Glow-in-the-dark penis-straw at our feet.

Try explaining that. 

Just T-R-Y!

Things I saw in the Fog

In The Daily Drool on March 21, 2010 at 9:45 am

A nearly naked man changing clothes in the alley  –  I wondered if he’d consider doing the same sans fog… then I wondered why he was changing in the alley in the first place… I mean, who gets naked outside Main St?  I tried not to stare at his foggy shape in the distance as he stepped into some pants…

A man in a leather jacket walking too briskly to avoid notice- He came out of a nearly empty parking lot and didn’t look either way before crossing the street.  Something about his walk and the fog had my imagination cooking up all sorts of identites and crimes for the fella, and I tried not to stare at him either.

Two homeless men sharing a smoke over their make-shift shelter for the night.  Santa Monica has an incredible homeless population, possibly because if you’re going to be homeless, wouldn’t you want to be so in Santa Monica?  Near the beach?  With all the sun?  There is one street near the theater I’ve been spending so much time with lately, that they just love.  It’s like Hobo-Alley (I’m sure that term is out of date, but it sounds good with ‘Alley’) Sometimes I have to park there… and sometimes I have to park directly in front of one of their little “tents”… As this was one of those instance, and as you never know WHY a person is homeless, I erred on the side of caution and definitely didn’t stare at them.

Then I got in my car and bore witness to the wonders of driving in Los Angeles fog… (wow, people, really?!)… only to roll up to my lovely little apartment in my lovely little neighborhood, to remember with a sigh how much I have loved living here… the fog wrapping itself around the street lamps, turning the whole place into something out of a movie.

I might not miss the hustle and bustle of this crazy city, but I will miss the wonder of nights like this.
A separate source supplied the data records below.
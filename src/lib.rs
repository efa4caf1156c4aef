// src/lib.rs

//! Minimal asynchronous execution runtime.
//!
//! - [`deferred`]: continuation-passing future/promise (`Deferred`, `Promise`).
//! - [`exec`]: the `Service` abstraction and its executors.
//! - [`stage`]: value-typed workflow state machines (`Progression`),
//!   composition and strict sequencing (`Serial`).
//! - [`engine`]: `Environment` hooks and the `Runner` that drives workflows.
//! - [`line`]: the bounded-concurrency `ProductionLine`.
//! - [`config`], [`logging`], [`errors`]: the ambient pieces.

pub mod config;
pub mod deferred;
pub mod engine;
pub mod errors;
pub mod exec;
pub mod line;
pub mod logging;
pub mod stage;
pub mod types;

pub use deferred::{Continuation, Deferred, Promise};
pub use engine::{Environment, Progress, Runner, TokenEnvironment, UniformEnvironment};
pub use errors::{FlowError, Result};
pub use exec::{Performer, Service};
pub use line::ProductionLine;
pub use stage::{Progression, Serial, Serially, State, Update, compose, serially};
What are all these people doing here?

In The Daily Drool on March 17, 2010 at 2:37 pm

A long time ago, I began working in the food service industry.  I usually worked weekends, because that’s when you make the dolla-dolla bills, and I got fairly used to surrendering those weekending days for the greater good of my bank account.  As a result, my then-burgeoning hermit-self got used to running errands during the week, when all the “regualars” were managing their 9-5’s.

It was bliss.

Gone were the annoying crowds doing battle for broccoli… here was a land open to me and the few other’s who had discovered the joy of a mid-week shopping spree.

It’s a lesson I learned well, and a schedule that I adhere to, to this day.  (It helps that I’ve been in school forever, waiting tables forever, and now am an unemployed writer with wacko writer hours.)

But occasionally I head out at noon on a Wednesday and am completely assaulted by CROWDS of poeple at the supermarket, or the mall, or at the Wherever, and I find myself thinking Where the hell did all these people come from!? with mounting irritation. Don’t they know this is MY Ralph’s?  Don’t they have jobs?  What is the world coming too when Best Buy is busting at the seams at 10 a.m. on a Tuesday?!

You see, the world is my oyster during the week, and everyone else’s on Sat/Sun.